#### Stored dataset items
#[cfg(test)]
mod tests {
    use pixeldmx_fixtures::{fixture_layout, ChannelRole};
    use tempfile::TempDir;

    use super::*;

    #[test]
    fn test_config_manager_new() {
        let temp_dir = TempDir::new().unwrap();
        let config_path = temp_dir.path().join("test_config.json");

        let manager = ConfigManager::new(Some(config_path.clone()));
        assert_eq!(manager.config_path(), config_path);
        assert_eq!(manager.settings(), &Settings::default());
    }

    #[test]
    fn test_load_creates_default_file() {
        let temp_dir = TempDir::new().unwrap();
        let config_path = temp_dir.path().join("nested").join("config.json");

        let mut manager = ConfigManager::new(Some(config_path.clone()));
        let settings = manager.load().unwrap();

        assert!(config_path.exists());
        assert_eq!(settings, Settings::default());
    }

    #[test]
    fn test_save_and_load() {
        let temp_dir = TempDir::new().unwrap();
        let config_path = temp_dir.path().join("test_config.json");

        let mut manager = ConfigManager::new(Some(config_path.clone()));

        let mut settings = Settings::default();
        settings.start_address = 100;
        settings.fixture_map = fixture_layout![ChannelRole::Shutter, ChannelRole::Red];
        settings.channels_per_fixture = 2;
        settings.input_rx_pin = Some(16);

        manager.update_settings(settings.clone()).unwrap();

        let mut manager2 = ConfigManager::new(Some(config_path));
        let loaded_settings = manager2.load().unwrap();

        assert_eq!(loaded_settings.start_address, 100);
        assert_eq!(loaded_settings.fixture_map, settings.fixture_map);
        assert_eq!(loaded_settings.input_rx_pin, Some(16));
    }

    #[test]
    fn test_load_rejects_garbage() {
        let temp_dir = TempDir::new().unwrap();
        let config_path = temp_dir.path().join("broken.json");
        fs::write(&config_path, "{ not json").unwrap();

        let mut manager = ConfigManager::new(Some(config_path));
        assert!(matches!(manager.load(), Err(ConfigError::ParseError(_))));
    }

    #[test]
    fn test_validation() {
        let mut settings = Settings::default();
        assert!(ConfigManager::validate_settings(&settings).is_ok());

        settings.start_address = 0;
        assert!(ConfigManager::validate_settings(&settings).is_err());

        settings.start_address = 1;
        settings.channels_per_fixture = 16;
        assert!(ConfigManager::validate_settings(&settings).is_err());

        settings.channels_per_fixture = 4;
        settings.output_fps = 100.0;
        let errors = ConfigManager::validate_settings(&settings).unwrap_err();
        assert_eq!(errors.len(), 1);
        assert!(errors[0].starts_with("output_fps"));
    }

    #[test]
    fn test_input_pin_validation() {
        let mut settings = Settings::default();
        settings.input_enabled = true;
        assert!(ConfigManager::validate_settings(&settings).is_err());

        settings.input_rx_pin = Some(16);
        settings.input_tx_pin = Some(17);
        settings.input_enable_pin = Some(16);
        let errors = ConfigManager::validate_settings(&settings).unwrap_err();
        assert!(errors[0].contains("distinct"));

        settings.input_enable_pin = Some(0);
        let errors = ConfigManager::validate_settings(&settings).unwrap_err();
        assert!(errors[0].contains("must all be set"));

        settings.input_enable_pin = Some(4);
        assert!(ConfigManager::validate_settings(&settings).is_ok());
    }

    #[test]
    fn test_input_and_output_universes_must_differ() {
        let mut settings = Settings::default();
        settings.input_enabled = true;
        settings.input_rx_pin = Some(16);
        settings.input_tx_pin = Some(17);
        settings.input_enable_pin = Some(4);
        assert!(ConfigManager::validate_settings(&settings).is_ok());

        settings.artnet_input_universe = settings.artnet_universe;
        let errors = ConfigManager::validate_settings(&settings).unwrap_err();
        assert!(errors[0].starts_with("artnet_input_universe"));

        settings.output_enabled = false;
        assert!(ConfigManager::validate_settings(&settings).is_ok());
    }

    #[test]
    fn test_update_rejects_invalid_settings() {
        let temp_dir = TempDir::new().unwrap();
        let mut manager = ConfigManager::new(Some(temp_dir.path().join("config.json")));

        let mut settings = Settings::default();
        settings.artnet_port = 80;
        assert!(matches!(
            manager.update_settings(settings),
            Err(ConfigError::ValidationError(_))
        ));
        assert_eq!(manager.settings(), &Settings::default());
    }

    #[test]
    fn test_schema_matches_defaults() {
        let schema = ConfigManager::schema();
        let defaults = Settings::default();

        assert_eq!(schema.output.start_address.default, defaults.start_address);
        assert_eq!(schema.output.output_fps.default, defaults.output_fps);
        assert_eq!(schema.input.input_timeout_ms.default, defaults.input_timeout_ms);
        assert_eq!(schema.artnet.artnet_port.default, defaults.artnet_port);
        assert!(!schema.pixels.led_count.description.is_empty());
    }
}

---

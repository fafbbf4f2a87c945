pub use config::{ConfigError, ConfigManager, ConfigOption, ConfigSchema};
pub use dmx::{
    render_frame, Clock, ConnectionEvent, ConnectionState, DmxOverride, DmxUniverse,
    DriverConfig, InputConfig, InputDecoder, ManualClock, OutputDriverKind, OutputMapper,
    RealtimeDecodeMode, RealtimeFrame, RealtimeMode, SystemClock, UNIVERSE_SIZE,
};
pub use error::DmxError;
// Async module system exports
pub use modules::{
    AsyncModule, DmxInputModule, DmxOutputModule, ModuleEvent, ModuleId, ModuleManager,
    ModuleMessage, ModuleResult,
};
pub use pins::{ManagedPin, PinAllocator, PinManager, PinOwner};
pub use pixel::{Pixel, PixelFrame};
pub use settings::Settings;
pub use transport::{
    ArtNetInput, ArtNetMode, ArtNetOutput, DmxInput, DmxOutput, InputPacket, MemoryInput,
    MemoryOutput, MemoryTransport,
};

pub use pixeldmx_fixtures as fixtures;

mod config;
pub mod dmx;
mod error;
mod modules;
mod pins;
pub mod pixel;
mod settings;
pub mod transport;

--

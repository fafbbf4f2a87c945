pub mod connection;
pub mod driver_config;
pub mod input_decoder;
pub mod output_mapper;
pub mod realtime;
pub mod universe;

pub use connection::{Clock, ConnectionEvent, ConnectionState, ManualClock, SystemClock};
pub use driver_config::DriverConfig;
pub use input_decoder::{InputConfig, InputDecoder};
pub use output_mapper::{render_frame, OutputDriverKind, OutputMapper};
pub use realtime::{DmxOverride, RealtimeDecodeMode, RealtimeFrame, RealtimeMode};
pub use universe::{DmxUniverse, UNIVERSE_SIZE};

#### ACTIVITY
Starting at the line above that contains "#[cfg(test)]", repeat each line exactly up to and including the line that contains "let manager = ConfigManager::new(Some(config_path.clone()));", and stop there.

#### RESULT
#[cfg(test)]
mod tests {
    use pixeldmx_fixtures::{fixture_layout, ChannelRole};
    use tempfile::TempDir;

    use super::*;

    #[test]
    fn test_config_manager_new() {
        let temp_dir = TempDir::new().unwrap();
        let config_path = temp_dir.path().join("test_config.json");

        let manager = ConfigManager::new(Some(config_path.clone()));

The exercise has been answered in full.